Let $X $ be a smooth affine subvariety of $(\overline{\mathbb{F}_q})^n$ defined by a prime ideal $I$. Let $f$ $\in \mathbb{F}_q[x_1,\ldots,x_n]$ be a polynomial such that $f \notin I$.

Let $r_1, \ldots, r_m$ be selected independenty and uniformly among all $\mathbb{F}_{q^k}$-rational points of $X$ for some big $k$.

Is it true that $\Pr[f(r_1)=0, \ldots, f(r_m) =0]$ is small for rather big $m$?

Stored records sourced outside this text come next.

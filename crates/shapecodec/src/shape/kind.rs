// SPDX-License-Identifier: Apache-2.0 OR MIT
// Copyright (c) 2025-2026 naskel.com

//! Leaf classifications used by [`super::TypeShape`].

use serde::{Deserialize, Serialize};
use std::fmt;

/// Scalar types with a direct stream read/write pair.
#[derive(Debug, Clone, Copy, PartialEq, Eq, Hash, Serialize, Deserialize)]
#[serde(rename_all = "snake_case")]
pub enum PrimitiveKind {
    Bool,
    I8,
    U8,
    I16,
    U16,
    I32,
    U32,
    I64,
    U64,
    F32,
    F64,
    String,
}

impl PrimitiveKind {
    pub fn name(self) -> &'static str {
        match self {
            PrimitiveKind::Bool => "bool",
            PrimitiveKind::I8 => "i8",
            PrimitiveKind::U8 => "u8",
            PrimitiveKind::I16 => "i16",
            PrimitiveKind::U16 => "u16",
            PrimitiveKind::I32 => "i32",
            PrimitiveKind::U32 => "u32",
            PrimitiveKind::I64 => "i64",
            PrimitiveKind::U64 => "u64",
            PrimitiveKind::F32 => "f32",
            PrimitiveKind::F64 => "f64",
            PrimitiveKind::String => "string",
        }
    }

    /// In-memory size, `None` for strings.
    pub fn fixed_size(self) -> Option<usize> {
        match self {
            PrimitiveKind::Bool | PrimitiveKind::I8 | PrimitiveKind::U8 => Some(1),
            PrimitiveKind::I16 | PrimitiveKind::U16 => Some(2),
            PrimitiveKind::I32 | PrimitiveKind::U32 | PrimitiveKind::F32 => Some(4),
            PrimitiveKind::I64 | PrimitiveKind::U64 | PrimitiveKind::F64 => Some(8),
            PrimitiveKind::String => None,
        }
    }

    /// Valid as an enum underlying type.
    pub fn is_integer(self) -> bool {
        !matches!(
            self,
            PrimitiveKind::Bool | PrimitiveKind::F32 | PrimitiveKind::F64 | PrimitiveKind::String
        )
    }
}

impl fmt::Display for PrimitiveKind {
    fn fmt(&self, f: &mut fmt::Formatter<'_>) -> fmt::Result {
        f.write_str(self.name())
    }
}

/// Well-known library types with a fixed encoding.
///
/// | Kind | Wire form |
/// |------|-----------|
/// | Guid | 16 raw bytes |
/// | IpAddress | 1-byte length (4 or 16) + address bytes |
/// | BigInteger | 7-bit length + two's-complement LE bytes |
/// | DateTime | `i64` ticks |
/// | TimeSpan | `i64` ticks |
#[derive(Debug, Clone, Copy, PartialEq, Eq, Hash, Serialize, Deserialize)]
#[serde(rename_all = "snake_case")]
pub enum KnownKind {
    Guid,
    IpAddress,
    BigInteger,
    DateTime,
    TimeSpan,
}

impl KnownKind {
    pub fn name(self) -> &'static str {
        match self {
            KnownKind::Guid => "Guid",
            KnownKind::IpAddress => "IpAddress",
            KnownKind::BigInteger => "BigInteger",
            KnownKind::DateTime => "DateTime",
            KnownKind::TimeSpan => "TimeSpan",
        }
    }

    /// Helper suffix used by generated source (`write_guid`, `read_date_time`).
    pub fn snake_name(self) -> &'static str {
        match self {
            KnownKind::Guid => "guid",
            KnownKind::IpAddress => "ip_address",
            KnownKind::BigInteger => "big_integer",
            KnownKind::DateTime => "date_time",
            KnownKind::TimeSpan => "time_span",
        }
    }
}

/// Declared nullability of a shape occurrence.
#[derive(Debug, Clone, Copy, Default, PartialEq, Eq, Hash, Serialize, Deserialize)]
#[serde(rename_all = "snake_case")]
pub enum Nullability {
    #[default]
    NotNull,
    Nullable,
    /// Only legal on unconstrained type parameters.
    Unknown,
}

/// How a decoded element is added to a runtime collection.
#[derive(Debug, Clone, Copy, PartialEq, Eq, Hash, Serialize, Deserialize)]
#[serde(rename_all = "snake_case")]
pub enum InsertMethod {
    Add,
    Push,
    Enqueue,
}

impl InsertMethod {
    /// Preference order when a collection exposes several.
    pub const PREFERENCE: [InsertMethod; 3] =
        [InsertMethod::Add, InsertMethod::Push, InsertMethod::Enqueue];

    pub fn method_name(self) -> &'static str {
        match self {
            InsertMethod::Add => "add",
            InsertMethod::Push => "push",
            InsertMethod::Enqueue => "enqueue",
        }
    }
}

/// Object declaration kind.
#[derive(Debug, Clone, Copy, Default, PartialEq, Eq, Hash, Serialize, Deserialize)]
#[serde(rename_all = "snake_case")]
pub enum ObjectKind {
    Struct,
    #[default]
    Class,
    Abstract,
    Interface,
}

impl ObjectKind {
    /// Cannot be instantiated by a decoder.
    pub fn is_abstract(self) -> bool {
        matches!(self, ObjectKind::Abstract | ObjectKind::Interface)
    }
}

/// Field or property.
#[derive(Debug, Clone, Copy, Default, PartialEq, Eq, Hash, Serialize, Deserialize)]
#[serde(rename_all = "snake_case")]
pub enum MemberKind {
    #[default]
    Field,
    Property,
}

It would be a generalization of
Schwartz-Zippel lemma:

Lemma (Schwartz, Zippel).
Let $P\in F[x_1,x_2,\ldots,x_n]$ be a non-zero polynomial of total degree $d \geq 0$ over a field, $F$. Let $S$ be a finite subset of $F$ and let $r_1, r_2, \dots, r_n$ be selected at random independently and uniformly from $S$.
Then $\Pr[P(r_1,r_2,\ldots,r_n)=0]\leq\frac{d}{|S|}.$

UPD: I think I have understood why this must be true: $f \cap V$ is the variety with smaller dimension than $V$ and it has much smaller $\mathbb{F}_{q^k}$-rational points than $V$ (Number of rational points in a non-smooth variety). However I can not get an explicit estimation...

Answer 1

Let $d=\dim(X)$ and let $Y=X\cap\{f=0\}$, so $\dim(Y)=d-1$. Then the Lang-Weil estimate says that $\#X(\mathbb F_{q^k})=q^{dk} + O(q^{k(d-1/2)})$, and applying it to each irreducible component of $Y$ gives $\#Y(\mathbb F_{q^k})=O(q^{(d-1)k})$. Your probability is the ratio $\#Y(\mathbb F_{q^k})^m/\#X(\mathbb F_{q^k})^m$, if I understand correctly, which equals $O(C^mq^{-mk})$, which is indeed small when $m$ is large, provided you choose $k$ large enough. If you want to include an error term, which would of course depend on the ideal defining $X$ and the function $f$ defining $Y$, then the big-$O$ constant may be taken to be the number of components $\nu(Y)$ of $Y$, i.e., something like $\text{Prob}\le \nu(Y)^mq^{-mk}+O(q^{-(m+1/2)k})$